- Hajipur Nera Location in Uttar Pradesh, India
- Coordinates: 27°06′39″N 78°50′06″E﻿ / ﻿27.11083°N 78.83512°E
- Country: India
- State: Uttar Pradesh
- District: Mainpuri
- Tehsil: Karhal

Area
- • Total: 2.221 km^{2} (0.858 sq mi)

Population (2011)
- • Total: 2,789
- • Density: 1,256/km^{2} (3,252/sq mi)
- Time zone: UTC+5:30 (IST)

= Hajipur Nera =

Village in Uttar Pradesh, India

Hajipur Nera is a village in Barnahal block of Mainpuri district, Uttar Pradesh, India. As of 2011, it had a population of 2,789, in 441 households.

== Demographics ==
As of 2011, Hajipur Nera had a population of 2,789, in 441 households. This population was 53.4% male (1,489) and 46.6% female (1,300). The 0-6 age group numbered 425 (219 male and 206 female), or 15.2% of the total population. 325 residents were members of Scheduled Castes, or 11.7% of the total.

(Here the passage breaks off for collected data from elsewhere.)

//! Live GPS feed: message parsing and the reconnecting websocket consumer.
//!
//! Messages look like
//! `{"message": "...", "data": [{"imei": "...", "latitude": .., "longitude": .., "speed": ..}]}`.
//! Entries without an identity or with unusable coordinates are skipped;
//! a payload that is not JSON at all is rejected as a whole.

use chrono::{DateTime, Utc};
use futures::StreamExt;
use log::{debug, info, warn};
use serde::Deserialize;
use serde_json::Value;
use tokio::sync::watch;
use tokio_tungstenite::connect_async;
use tokio_tungstenite::tungstenite::Message;

use crate::config::FeedConfig;
use crate::error::{Result, TrackerError};
use crate::VehicleFix;

#[derive(Debug, Deserialize)]
struct FeedMessage {
    #[serde(default)]
    message: Option<String>,
    #[serde(default)]
    data: Vec<Value>,
}

fn number(value: Option<&Value>) -> Option<f64> {
    match value? {
        Value::Number(n) => n.as_f64(),
        Value::String(s) => s.trim().parse().ok(),
        _ => None,
    }
}

fn identity(value: Option<&Value>) -> Option<String> {
    match value? {
        Value::String(s) if !s.trim().is_empty() => Some(s.trim().to_string()),
        Value::Number(n) => Some(n.to_string()),
        _ => None,
    }
}

fn parse_entry(entry: &Value, received_at: DateTime<Utc>) -> Option<VehicleFix> {
    let vehicle_id = identity(entry.get("imei"))?;
    let latitude = number(entry.get("latitude"))?;
    let longitude = number(entry.get("longitude"))?;
    let speed = number(entry.get("speed")).unwrap_or(0.0);

    let fix = VehicleFix::new(vehicle_id, latitude, longitude, speed, received_at);
    fix.position.is_valid().then_some(fix)
}

/// Decode one feed message into fixes stamped with `received_at`.
pub fn parse_feed_message(payload: &[u8], received_at: DateTime<Utc>) -> Result<Vec<VehicleFix>> {
    let message: FeedMessage = serde_json::from_slice(payload)?;
    if let Some(text) = message.message.as_deref() {
        debug!("[Feed] Message '{}' with {} entries", text, message.data.len());
    }

    let total = message.data.len();
    let fixes: Vec<VehicleFix> = message
        .data
        .iter()
        .filter_map(|entry| parse_entry(entry, received_at))
        .collect();
    if fixes.len() < total {
        debug!("[Feed] Skipped {} unusable entries", total - fixes.len());
    }
    Ok(fixes)
}

/// How a single connection ended.
#[derive(Debug, Clone, Copy, PartialEq, Eq)]
enum ConnectionEnd {
    Shutdown,
    Closed,
}

/// Websocket consumer that reconnects after a fixed delay until shut down.
pub struct FeedConsumer {
    config: FeedConfig,
}

impl FeedConsumer {
    pub fn new(config: FeedConfig) -> Self {
        Self { config }
    }

    /// Consume the feed, handing every payload to `on_message`.
    ///
    /// Returns once `shutdown` turns true (or its sender is dropped).
    pub async fn run<F>(&self, mut on_message: F, mut shutdown: watch::Receiver<bool>)
    where
        F: FnMut(&[u8]),
    {
        let delay = self.config.reconnect_delay();
        loop {
            if *shutdown.borrow() {
                break;
            }

            match self.consume_once(&mut on_message, &mut shutdown).await {
                Ok(ConnectionEnd::Shutdown) => break,
                Ok(ConnectionEnd::Closed) => info!("[Feed] Connection closed by upstream"),
                Err(e) => warn!("[Feed] {}", e),
            }

            info!("[Feed] Reconnecting in {:?}", delay);
            tokio::select! {
                _ = tokio::time::sleep(delay) => {}
                changed = shutdown.changed() => {
                    if changed.is_err() || *shutdown.borrow() {
                        break;
                    }
                }
            }
        }
        info!("[Feed] Stopped");
    }

    async fn consume_once<F>(
        &self,
        on_message: &mut F,
        shutdown: &mut watch::Receiver<bool>,
    ) -> Result<ConnectionEnd>
    where
        F: FnMut(&[u8]),
    {
        info!("[Feed] Connecting to {}", self.config.url);
        let (mut ws, _) = connect_async(self.config.url.as_str())
            .await
            .map_err(|e| TrackerError::Feed {
                message: format!("dial failed: {}", e),
            })?;
        info!("[Feed] Connected");

        loop {
            tokio::select! {
                changed = shutdown.changed() => {
                    if changed.is_err() || *shutdown.borrow() {
                        if let Err(e) = ws.close(None).await {
                            debug!("[Feed] Close handshake failed: {}", e);
                        }
                        return Ok(ConnectionEnd::Shutdown);
                    }
                }
                next = ws.next() => match next {
                    None => return Ok(ConnectionEnd::Closed),
                    Some(Err(e)) => {
                        return Err(TrackerError::Feed {
                            message: format!("read failed: {}", e),
                        })
                    }
                    Some(Ok(Message::Text(text))) => on_message(text.as_bytes()),
                    Some(Ok(Message::Binary(bytes))) => on_message(&bytes),
                    Some(Ok(Message::Close(_))) => return Ok(ConnectionEnd::Closed),
                    // ping/pong are answered by tungstenite
                    Some(Ok(_)) => {}
                },
            }
        }
    }
}

#[cfg(test)]
mod tests {
    use super::*;
    use chrono::TimeZone;

    fn now() -> DateTime<Utc> {
        Utc.timestamp_opt(1_700_000_000, 0).unwrap()
    }

    #[test]
    fn test_parse_feed_message() {
        let payload = br#"{
            "message": "ok",
            "data": [
                {"imei": "860000000000001", "latitude": -6.3483, "longitude": 106.8297, "speed": 21, "course": 90},
                {"imei": "860000000000002", "latitude": "-6.3610", "longitude": "106.8317"}
            ]
        }"#;
        let fixes = parse_feed_message(payload, now()).unwrap();
        assert_eq!(fixes.len(), 2);
        assert_eq!(fixes[0].vehicle_id, "860000000000001");
        assert_eq!(fixes[0].speed_kmh, 21.0);
        assert_eq!(fixes[0].timestamp, now());
        assert_eq!(fixes[1].position.latitude, -6.3610);
        assert_eq!(fixes[1].speed_kmh, 0.0);
    }

    #[test]
    fn test_parse_skips_unusable_entries() {
        let payload = br#"{"data": [
            {"latitude": -6.35, "longitude": 106.83},
            {"imei": "", "latitude": -6.35, "longitude": 106.83},
            {"imei": "a", "latitude": 123.0, "longitude": 106.83},
            {"imei": "b", "longitude": 106.83},
            {"imei": 42, "latitude": -6.35, "longitude": 106.83}
        ]}"#;
        let fixes = parse_feed_message(payload, now()).unwrap();
        assert_eq!(fixes.len(), 1);
        assert_eq!(fixes[0].vehicle_id, "42");
    }

    #[test]
    fn test_parse_empty_and_malformed() {
        assert!(parse_feed_message(br#"{"message": "hello"}"#, now())
            .unwrap()
            .is_empty());
        let err = parse_feed_message(b"not json", now()).unwrap_err();
        assert!(matches!(err, TrackerError::MalformedFeed { .. }));
    }

    #[tokio::test]
    async fn test_run_returns_on_shutdown() {
        let (tx, rx) = watch::channel(true);
        let consumer = FeedConsumer::new(FeedConfig {
            url: "ws://127.0.0.1:9".to_string(),
            reconnect_delay_ms: 10,
        });
        let mut count = 0;
        consumer.run(|_| count += 1, rx).await;
        assert_eq!(count, 0);
        drop(tx);
    }

    #[tokio::test]
    async fn test_run_reconnects_after_upstream_drop() {
        use futures::SinkExt;
        use std::time::{Duration, Instant};
        use tokio::net::TcpListener;
        use tokio::sync::mpsc;
        use tokio_tungstenite::accept_async;

        let listener = TcpListener::bind("127.0.0.1:0").await.unwrap();
        let addr = listener.local_addr().unwrap();

        // First connection sends one payload and drops without a close frame;
        // the second one stays up until the consumer closes it.
        let upstream = tokio::spawn(async move {
            let (stream, _) = listener.accept().await.unwrap();
            let mut ws = accept_async(stream).await.unwrap();
            ws.send(Message::Text("first".to_string())).await.unwrap();
            drop(ws);

            let (stream, _) = listener.accept().await.unwrap();
            let mut ws = accept_async(stream).await.unwrap();
            ws.send(Message::Binary(b"second".to_vec())).await.unwrap();
            while let Some(Ok(message)) = ws.next().await {
                if let Message::Close(_) = message {
                    return true;
                }
            }
            false
        });

        let reconnect_delay = Duration::from_millis(50);
        let consumer = FeedConsumer::new(FeedConfig {
            url: format!("ws://{}", addr),
            reconnect_delay_ms: reconnect_delay.as_millis() as u64,
        });
        let (shutdown_tx, shutdown_rx) = watch::channel(false);
        let (payload_tx, mut payloads) = mpsc::unbounded_channel();
        let running = tokio::spawn(async move {
            consumer
                .run(
                    move |payload| {
                        let text = String::from_utf8_lossy(payload).into_owned();
                        let _ = payload_tx.send((text, Instant::now()));
                    },
                    shutdown_rx,
                )
                .await
        });

        let wait = Duration::from_secs(5);
        let (first, first_at) = tokio::time::timeout(wait, payloads.recv()).await.unwrap().unwrap();
        let (second, second_at) = tokio::time::timeout(wait, payloads.recv()).await.unwrap().unwrap();
        assert_eq!(first, "first");
        assert_eq!(second, "second");
        assert!(second_at - first_at >= reconnect_delay);

        shutdown_tx.send(true).unwrap();
        tokio::time::timeout(wait, running).await.unwrap().unwrap();
        assert!(tokio::time::timeout(wait, upstream).await.unwrap().unwrap());
    }
}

The 1961 census recorded Hajipur Nera as comprising 3 hamlets, with a total population of 1,210 people (635 male and 575 female), in 249 households and 219 physical houses. The area of the village was given as 582 acres.

== Infrastructure ==
As of 2011, Hajipur Nera had 1 primary school; it did not have any kind of healthcare facility. Drinking water was provided entirely by hand pump; there were no public toilets. The village had a post office, as well as at least some access to electricity for all purposes. There was no public library. Streets were made of a mix of both kachcha and pakka materials.